▶ WHAT IS NEEDED
Gather all lines with "ExchangeStats" from the records.

=== Section Start ===

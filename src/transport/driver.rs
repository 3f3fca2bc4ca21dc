//! Drives one request/response exchange
//!
//! Pumps body chunks through the frame decoder and classifier and delivers
//! the resulting events to a [`StreamHandler`] in receipt order. Exactly one
//! terminal callback (`on_complete` or `on_error`) reaches the handler per
//! exchange.

use super::classify::{classify_line, Citation, StreamEvent};
use super::frame::FrameDecoder;
use super::{ChatRequest, ChatTransport, TransportError};
use futures::StreamExt;
use std::time::Duration;

/// Receiver of stream callbacks for one exchange
pub trait StreamHandler: Send {
    fn on_delta(&mut self, text: String);

    fn on_complete(&mut self);

    fn on_error(&mut self, message: String);

    fn on_mode(&mut self, _mode: String) {}

    fn on_sources(&mut self, _sources: Vec<Citation>) {}
}

/// One-shot guard around a handler: after the first terminal callback,
/// every further callback is dropped.
struct Latched<'a, H: StreamHandler + ?Sized> {
    inner: &'a mut H,
    settled: bool,
}

impl<'a, H: StreamHandler + ?Sized> Latched<'a, H> {
    fn new(inner: &'a mut H) -> Self {
        Self {
            inner,
            settled: false,
        }
    }

    fn dispatch(&mut self, event: StreamEvent) {
        if self.settled {
            tracing::debug!(?event, "Dropping event after terminal callback");
            return;
        }
        match event {
            StreamEvent::Delta(text) => self.inner.on_delta(text),
            StreamEvent::Mode(mode) => self.inner.on_mode(mode),
            StreamEvent::Sources(sources) => self.inner.on_sources(sources),
            StreamEvent::Done => {
                self.settled = true;
                self.inner.on_complete();
            }
            StreamEvent::Error(message) => {
                self.settled = true;
                self.inner.on_error(message);
            }
        }
    }

    fn fail(&mut self, err: &TransportError) {
        self.dispatch(StreamEvent::Error(err.to_string()));
    }
}

/// Counters reported when an exchange ends
#[derive(Debug, Default, Clone, Copy, PartialEq, Eq)]
pub struct ExchangeStats {
    pub bytes: usize,
    pub lines: usize,
    pub events: usize,
}

/// Run one exchange to completion.
///
/// `idle_timeout` bounds the wait for each body read; when it elapses the
/// exchange fails with a stall error instead of hanging.
pub async fn run_exchange<T, H>(
    transport: &T,
    request: &ChatRequest,
    handler: &mut H,
    idle_timeout: Option<Duration>,
) -> ExchangeStats
where
    T: ChatTransport + ?Sized,
    H: StreamHandler + ?Sized,
{
    let mut latch = Latched::new(handler);
    let mut stats = ExchangeStats::default();

    let response = match transport.open_stream(request).await {
        Ok(response) => response,
        Err(e) => {
            tracing::error!(error = %e, "Failed to open chat stream");
            latch.fail(&e);
            return stats;
        }
    };

    if !response.is_success() {
        tracing::error!(status = response.status, "Chat stream returned failure status");
        latch.fail(&TransportError::status(response.status));
        return stats;
    }

    let Some(mut body) = response.body else {
        tracing::error!(status = response.status, "Chat stream has no body");
        latch.fail(&TransportError::no_body());
        return stats;
    };

    let mut decoder = FrameDecoder::new();

    loop {
        let next = match idle_timeout {
            Some(limit) => match tokio::time::timeout(limit, body.next()).await {
                Ok(next) => next,
                Err(_) => {
                    tracing::warn!(timeout_secs = limit.as_secs(), "Chat stream stalled");
                    latch.fail(&TransportError::timeout(format!(
                        "Stream stalled: no data received for {}s",
                        limit.as_secs()
                    )));
                    break;
                }
            },
            None => body.next().await,
        };

        match next {
            Some(Ok(chunk)) => {
                for line in decoder.push(&chunk) {
                    stats.lines += 1;
                    if let Some(event) = classify_line(&line) {
                        stats.events += 1;
                        let terminal = event.is_terminal();
                        latch.dispatch(event);
                        if terminal {
                            stats.bytes = decoder.bytes_seen();
                            return stats;
                        }
                    }
                }
            }
            Some(Err(e)) => {
                tracing::error!(error = %e, "Chat stream read failed");
                latch.fail(&e);
                break;
            }
            None => {
                stats.bytes = decoder.bytes_seen();
                if let Some(line) = decoder.finish() {
                    stats.lines += 1;
                    if let Some(event) = classify_line(&line) {
                        stats.events += 1;
                        latch.dispatch(event);
                    }
                }
                // Natural end of stream counts as completion
                latch.dispatch(StreamEvent::Done);
                return stats;
            }
        }
    }

    stats.bytes = decoder.bytes_seen();
    stats
}
//! Lookup error model.

use thiserror::Error;

use crate::product::ViewKind;

/// Result type used across the lookup crates.
pub type LookupResult<T> = Result<T, LookupError>;

/// Lookup-level error.
///
/// Every variant is locally recoverable: a failed load leaves the catalog as it
/// was, a failed save leaves the edit in progress. Nothing here ends a session.
#[derive(Debug, Error, Clone, PartialEq, Eq)]
pub enum LookupError {
    /// The catalog source could not be fetched or returned malformed data.
    #[error("catalog load failed: {0}")]
    LoadFailure(String),

    /// A price could not be parsed as a decimal number.
    #[error("invalid price: {0:?}")]
    InvalidPrice(String),

    /// The persistence sink rejected an update.
    #[error("save failed: {0}")]
    SaveFailure(String),

    /// A field update or save was requested with no product under edit.
    #[error("no product is being edited")]
    NotEditing,

    /// A save for the product under edit has not completed yet.
    #[error("a save is already in progress")]
    SaveInProgress,

    /// The selected row does not exist in the given view.
    #[error("no row {index} in {view} matches")]
    RowNotFound { view: ViewKind, index: usize },

    /// The barcode scanner backend failed.
    #[error("scanner error: {0}")]
    Scanner(String),

    /// Configuration could not be read.
    #[error("configuration error: {0}")]
    Config(String),
}

impl LookupError {
    pub fn load(msg: impl Into<String>) -> Self {
        Self::LoadFailure(msg.into())
    }

    pub fn invalid_price(raw: impl Into<String>) -> Self {
        Self::InvalidPrice(raw.into())
    }

    pub fn save(msg: impl Into<String>) -> Self {
        Self::SaveFailure(msg.into())
    }

    pub fn row_not_found(view: ViewKind, index: usize) -> Self {
        Self::RowNotFound { view, index }
    }

    pub fn scanner(msg: impl Into<String>) -> Self {
        Self::Scanner(msg.into())
    }

    pub fn config(msg: impl Into<String>) -> Self {
        Self::Config(msg.into())
    }
}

=== Section End ===

▶ RESULT BELOW
pub struct ExchangeStats {
) -> ExchangeStats
    let mut stats = ExchangeStats::default();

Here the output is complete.